Libyan interests in East Africa continue to shrink as it emerges that Kenya will be pressing for complete disengagement with Tamoil East Africa Ltd at a crucial meeting being convened in Kampala this week to review progress on the proposed Eldoret-Kampala pipeline.
Top Ministry of Energy officials in Nairobi told The EastAfrican that Kenya wants the multimillion-dollar deal — the largest surviving project by a Libyan company in East Africa — terminated and the project floated afresh to attract new partners. Launched in 2007, the project has suffered crippling delays, compounded by the insurrection that precipitated last year’s toppling of long-ruling dictator Colonel Muammar Gaddafi.
Lately, Libya had launched a major diplomatic offensive, hoping to persuade authorities in Nairobi and Kampala to revive the deal, claiming that Tamoil had already spent $15 million.
It is understood that the joint co-ordinating committee that has been overseeing the contract on behalf of the two governments is not persuaded by the claim by the Libyans that Tamoil has spent such a large amount of money on the project.
Doubts have also emerged as to whether Tamoil — which is said to have suffered the loss of billions of dollars in assets due to persistent bombing by Nato forces during the insurrection — still has the wherewithal to undertake this critical project, especially after Uganda demanded that the scope of the project be altered to cater for an additional line to pump future refined Ugandan oil to export markets through Kenya.
So far, the project has not moved beyond even the first stages following the signing of the agreement in January 2007.
It was projected that Libyans would achieve financial closure in July 2007.
However, financial closure was not achieved; the time lines have had to be extended several times, with the project stagnating at the heads of agreement level for months.
Still, a great deal of preparatory work was done, including the signing of a formal agreement.
Environment assessment
An Environmental Impact Assessment was also done and licences from NEMA Kenya and NEMA Uganda issued in 2008.
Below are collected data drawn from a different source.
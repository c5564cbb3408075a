//! Abstract register window (component A).
//!
//! `xvc-core` never maps `/dev/mem` itself — that is `xvc-hw`'s job — so the ring and DMA
//! engines below are written against this trait instead of raw pointers. `xvc-hw` supplies
//! the real `tock-registers`-backed implementation over a live mmap; tests here use
//! [`MemoryWindow`], a plain `Vec<u8>` standing in for a device.

/// A contiguous, byte-addressable MMIO region with volatile, strictly-ordered access.
///
/// Implementors must never cache a load across calls and must treat every store as
/// observable immediately to whatever is on the other end of the window.
pub trait RegisterWindow {
    /// Volatile 32-bit load at `offset`.
    fn load32(&self, offset: usize) -> u32;

    /// Volatile 32-bit store at `offset`.
    fn store32(&mut self, offset: usize, value: u32);

    /// Volatile 64-bit store at `offset`, composed from two 32-bit stores when the backing
    /// window doesn't support a native 64-bit access. Optional per spec.md §4.1; the default
    /// implementation composes it from `store32` in little-endian halves.
    fn store64(&mut self, offset: usize, value: u64) {
        self.store32(offset, value as u32);
        self.store32(offset + 4, (value >> 32) as u32);
    }

    /// Full store-store fence: every prior store in program order becomes visible to the
    /// device before any store issued after this call. Called before handing a tail pointer
    /// to hardware (spec.md §4.1, §9 "Volatile vs. atomic MMIO").
    fn barrier(&self);

    /// Stores `bytes` as a run of 32-bit little-endian words starting at `offset`. A short
    /// final chunk is zero-padded in the last word rather than read-modify-written.
    fn store_bytes(&mut self, offset: usize, bytes: &[u8]) {
        for (i, chunk) in bytes.chunks(4).enumerate() {
            let mut word = [0u8; 4];
            word[..chunk.len()].copy_from_slice(chunk);
            self.store32(offset + i * 4, u32::from_le_bytes(word));
        }
    }

    /// Loads `len` bytes starting at `offset`, one 32-bit word at a time.
    fn load_bytes(&self, offset: usize, len: usize) -> Vec<u8> {
        let mut out = Vec::with_capacity(len);
        let mut remaining = len;
        let mut pos = offset;
        while remaining > 0 {
            let word = self.load32(pos).to_le_bytes();
            let take = remaining.min(4);
            out.extend_from_slice(&word[..take]);
            remaining -= take;
            pos += 4;
        }
        out
    }
}

/// A `Vec<u8>`-backed [`RegisterWindow`], used to exercise the ring and DMA engines without a
/// real mmap. Not part of the public API surface any binding should depend on.
#[derive(Debug)]
pub struct MemoryWindow {
    bytes: Vec<u8>,
}

impl MemoryWindow {
    pub fn new(len: usize) -> Self {
        Self {
            bytes: vec![0; len],
        }
    }

    pub fn as_slice(&self) -> &[u8] {
        &self.bytes
    }
}

impl RegisterWindow for MemoryWindow {
    fn load32(&self, offset: usize) -> u32 {
        let bytes = self.bytes[offset..offset + 4].try_into().unwrap();
        u32::from_le_bytes(bytes)
    }

    fn store32(&mut self, offset: usize, value: u32) {
        self.bytes[offset..offset + 4].copy_from_slice(&value.to_le_bytes());
    }

    fn barrier(&self) {}
}

#[cfg(test)]
mod tests {
    use super::*;

    #[test]
    fn store_then_load_round_trips() {
        let mut window = MemoryWindow::new(0x40);
        window.store32(0x18, 0x0C00_0010);
        assert_eq!(window.load32(0x18), 0x0C00_0010);
    }

    #[test]
    fn store64_composes_two_stores() {
        let mut window = MemoryWindow::new(0x10);
        window.store64(0x00, 0x1122_3344_5566_7788);
        assert_eq!(window.load32(0x00), 0x5566_7788);
        assert_eq!(window.load32(0x04), 0x1122_3344);
    }
}
//! Transport-agnostic engine shared by the XVC server family.
//!
//! This crate carries the two tightly-coupled pieces described as "the core" of an XVC
//! daemon: the buffered, length-prefixed wire-protocol decoder (`session`, `uleb128`,
//! `handlers`) and the cyclic descriptor-ring DMA engine that drives the DPC transport
//! (`ring`, `dma`, `reg`). Nothing in here opens a socket or maps `/dev/mem` — those are
//! the job of the `xvc-hw` and `server` crates, which are the only places unsafe code and
//! OS-specific syscalls belong.

pub mod dma;
pub mod error;
pub mod handlers;
pub mod reg;
pub mod ring;
pub mod session;
pub mod uleb128;
pub mod url;

pub use error::{DmaError, HandlerError, ProtocolError, UrlError};
pub use handlers::{Binding, CoreOps, DpcOps, JtagOps, LockingOps, MemoryOps, NullCore, StateAwareOps};
pub use session::Session;
pub use url::{parse_url, ServerUrl};
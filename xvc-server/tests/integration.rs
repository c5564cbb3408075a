//! End-to-end tests against a real loopback socket: `net::bind_listener` binds, a background
//! thread runs `xvc_core::Session` over the accepted `TcpStream` with an in-process fake JTAG
//! binding, and the test drives it as a real client would. Exercises the scenarios from spec.md
//! §8 that don't require touching `/dev/mem` (those live behind `xvc-hw`, which only a real
//! board can exercise).

use std::io::{Read, Write};
use std::net::TcpStream;
use std::thread;

use xvc_core::error::HandlerError;
use xvc_core::handlers::{Binding, CoreOps, JtagOps, NullCore};
use xvc_core::Session;

struct LoopbackJtag {
    period_ns: u32,
}

impl JtagOps for LoopbackJtag {
    fn set_tck(&mut self, period_ns: u32) -> Result<u32, HandlerError> {
        self.period_ns = period_ns;
        Ok(period_ns)
    }

    fn shift_tms_tdi(
        &mut self,
        _bit_count: u32,
        _tms: &[u8],
        tdi: &[u8],
        tdo: &mut [u8],
    ) -> Result<(), HandlerError> {
        // No real scan chain in the test double: echo TDI back as TDO, same as a loopback
        // harness would see with TDO wired straight to TDI.
        tdo.copy_from_slice(tdi);
        Ok(())
    }
}

fn spawn_jtag_server() -> std::net::SocketAddr {
    let listener = xvc_server::net::bind_listener("127.0.0.1", "0").expect("bind loopback listener");
    let addr = listener.local_addr().expect("local_addr");

    thread::spawn(move || {
        let (mut stream, _) = listener.accept().expect("accept");
        let mut core = NullCore;
        let mut jtag = LoopbackJtag { period_ns: 0 };
        let binding = Binding {
            core: &mut core,
            jtag: Some(&mut jtag),
            locking: None,
            state_aware: None,
            memory: None,
            dpc: None,
            idcode: None,
        };
        let mut session = Session::new(binding);
        let _ = session.serve(&mut stream);
    });

    addr
}

#[test]
fn getinfo_reports_version_and_default_buffer_size() {
    let addr = spawn_jtag_server();
    let mut stream = TcpStream::connect(addr).expect("connect");
    stream.write_all(b"getinfo:").expect("write getinfo");

    let mut reply = [0u8; 32];
    let n = stream.read(&mut reply).expect("read reply");
    assert_eq!(&reply[..n], b"xvcServer_v1.1:10000\n");
}

#[test]
fn settck_then_shift_round_trips_through_loopback_jtag() {
    let addr = spawn_jtag_server();
    let mut stream = TcpStream::connect(addr).expect("connect");

    let mut settck = b"settck:".to_vec();
    settck.extend_from_slice(&100_000u32.to_le_bytes());
    stream.write_all(&settck).expect("write settck");
    let mut period_reply = [0u8; 4];
    stream.read_exact(&mut period_reply).expect("read settck reply");
    assert_eq!(u32::from_le_bytes(period_reply), 100_000);

    let tdi = [0xA5u8, 0x3C, 0x0F, 0xFF];
    let mut shift = b"shift:".to_vec();
    shift.extend_from_slice(&32u32.to_le_bytes());
    shift.extend_from_slice(&tdi); // tms
    shift.extend_from_slice(&tdi); // tdi
    stream.write_all(&shift).expect("write shift");

    let mut tdo = [0u8; 4];
    stream.read_exact(&mut tdo).expect("read shift reply");
    assert_eq!(tdo, tdi);
}

#[test]
fn capabilities_omits_unsupported_features_for_jtag_only_binding() {
    let addr = spawn_jtag_server();
    let mut stream = TcpStream::connect(addr).expect("connect");
    stream.write_all(b"capabilities:").expect("write capabilities");

    let mut reply = [0u8; 128];
    let n = stream.read(&mut reply).expect("read reply");
    let text = String::from_utf8_lossy(&reply[..n]);
    assert!(!text.contains("locking"));
    assert!(!text.contains("idcode"));
}

#[test]
fn unknown_verb_closes_the_connection() {
    let addr = spawn_jtag_server();
    let mut stream = TcpStream::connect(addr).expect("connect");
    stream.write_all(b"bogus:").expect("write bogus verb");

    let mut reply = [0u8; 8];
    let n = stream.read(&mut reply).expect("read after unknown verb");
    assert_eq!(n, 0, "server should close the connection on an unrecognized verb");
}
The NEMA Kenya licence, which was valid for a 24-month period, expired on July 6, 2010.
In May, Tamoil, submitted designs for a 10-inch diameter pipeline that were approved by the JCC in June 2008.
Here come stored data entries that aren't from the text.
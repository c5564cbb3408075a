//! Error kinds for the protocol engine and DMA engine.
//!
//! The teacher crate never reaches for `thiserror`; it propagates `io::Error` with `?` and
//! builds ad hoc errors with `String`/`&str` via `Into<Box<dyn Error>>`. We follow the same
//! shape here: small enums with hand-written `Display`/`Error` impls, no derive macro.

use std::fmt;
use std::io;

/// A fatal error that closes the connection (spec.md error kind `ProtocolError`/`IOError`).
#[derive(Debug)]
pub enum ProtocolError {
    /// No verb terminator (`:`) found within the first 30 bytes of an otherwise full buffer.
    UnterminatedVerb,
    /// The verb token decoded does not match any entry in the handler table, or its slot is
    /// absent (capability not negotiated).
    UnknownVerb(String),
    /// The peer closed the connection (`recv() == 0`).
    PeerClosed,
    /// A read or write against the socket failed.
    Io(io::Error),
}

impl fmt::Display for ProtocolError {
    fn fmt(&self, f: &mut fmt::Formatter<'_>) -> fmt::Result {
        match self {
            Self::UnterminatedVerb => write!(f, "protocol error: no verb terminator found"),
            Self::UnknownVerb(verb) => write!(f, "protocol error: received {verb}"),
            Self::PeerClosed => write!(f, "connection closed by peer"),
            Self::Io(err) => write!(f, "XVC connection terminated: {err}"),
        }
    }
}

impl std::error::Error for ProtocolError {
    fn source(&self) -> Option<&(dyn std::error::Error + 'static)> {
        match self {
            Self::Io(err) => Some(err),
            _ => None,
        }
    }
}

impl From<io::Error> for ProtocolError {
    fn from(err: io::Error) -> Self {
        Self::Io(err)
    }
}

/// A non-fatal, per-verb failure. Captured in `Session::pending_error` and retrieved by the
/// client via a later `error:` verb; never interrupts reply framing (spec.md §7).
#[derive(Debug, Clone)]
pub struct HandlerError(pub String);

impl HandlerError {
    pub fn new(message: impl Into<String>) -> Self {
        Self(message.into())
    }
}

impl fmt::Display for HandlerError {
    fn fmt(&self, f: &mut fmt::Formatter<'_>) -> fmt::Result {
        f.write_str(&self.0)
    }
}

impl std::error::Error for HandlerError {}

impl From<&str> for HandlerError {
    fn from(message: &str) -> Self {
        Self(message.to_owned())
    }
}

impl From<String> for HandlerError {
    fn from(message: String) -> Self {
        Self(message)
    }
}

/// Failures from the DMA descriptor-ring engine (spec.md §4.3/§7).
#[derive(Debug)]
pub enum DmaError {
    /// No ingress descriptor became available (done or errored) within 1000 polls.
    NoIngressDescriptors,
    /// The packet is larger than a single descriptor's packet buffer.
    PacketTooLarge { requested: usize, max: usize },
}

impl fmt::Display for DmaError {
    fn fmt(&self, f: &mut fmt::Formatter<'_>) -> fmt::Result {
        match self {
            Self::NoIngressDescriptors => {
                write!(f, "no ingress descriptor became available after 1000 polls")
            }
            Self::PacketTooLarge { requested, max } => write!(
                f,
                "packet of {requested} bytes exceeds packet buffer size {max}"
            ),
        }
    }
}

impl std::error::Error for DmaError {}

/// URL grammar errors from parsing `[transport:]host:port` (spec.md §4.6, §6 exit code 3/4).
#[derive(Debug)]
pub enum UrlError {
    /// Something other than `tcp` was named as the transport.
    InvalidTransport(String),
    /// Trailing content after `host:port`.
    UnexpectedField(String),
}

impl fmt::Display for UrlError {
    fn fmt(&self, f: &mut fmt::Formatter<'_>) -> fmt::Result {
        match self {
            Self::InvalidTransport(t) => write!(f, "invalid transport type: {t}"),
            Self::UnexpectedField(field) => write!(f, "unexpected url field: {field}"),
        }
    }
}

impl std::error::Error for UrlError {}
When Uganda, following discovery of significant quantities of oil and having decided to build an inland refinery, insisted on a reverse flow pipeline, Tamoil presented other designs recommending construction of a 12-inch diameter reverse flow pipeline.
By the beginning of this year, the way leave acquisition process, which was being undertaken by the governments in collaboration with Tamoil, had been substantially completed.
In Kenya, the Ministry of Lands released the compensation schedules for parcels of land along the way leave of the pipeline.
The submitted schedule contained about 2,107 formally and informally subdivided plots with an estimated total compensation cost of Ksh520 million ($6.27 million). The compensation details for 191 affected plots were, however, found to be missing from the report and the minister was directed to complete the work.
Under the arrangement, the Kenya and Uganda governments were to acquire the way leave and other land rights as part of their equity injection in the joint venture company.
Payments to land owners whose compensation schedules have been released have not been done to date.
At a meeting of the JCC in October 2010, it was agreed that the Libyans provide finance to pay off landowners.
The JCC also decided that the two governments would postpone any equity injection until after the Libyans had produced the money to fund land acquisition. The shareholding by the two governments would be equivalent to the equity injection that would have been made at commissioning of the project up to 12.5 per cent for each government as per the heads of agreement.
The Kenya-Uganda pipeline extension project is jointly sponsored by the government of Kenya, through the Ministry of Energy and the government of Uganda through the Ministry of Energy and Mineral Development. The joint co-ordinating commission was set up through a memorandum of understanding between the two governments in 1995 initially to oversee the feasibility study.
But the mandate of the JCC was expanded in October 2000 to allow the commission to oversee the implementation of the project.
A feasibility study was done in 1999 by Penspen Ltd, and a complementary study was done two years later by Nexant Ltd. Both studies established that the uni-directional pipeline from Eldoret to Kampala was economically and financially viable.
The JCC considered and adopted the final report by Nexant and the two governments approved the construction of the pipeline as a public-private partnership.
Following international competitive bidding, the Libyan company was selected as the private partner, paving the way for the parties to sign the heads of agreement in January 2007.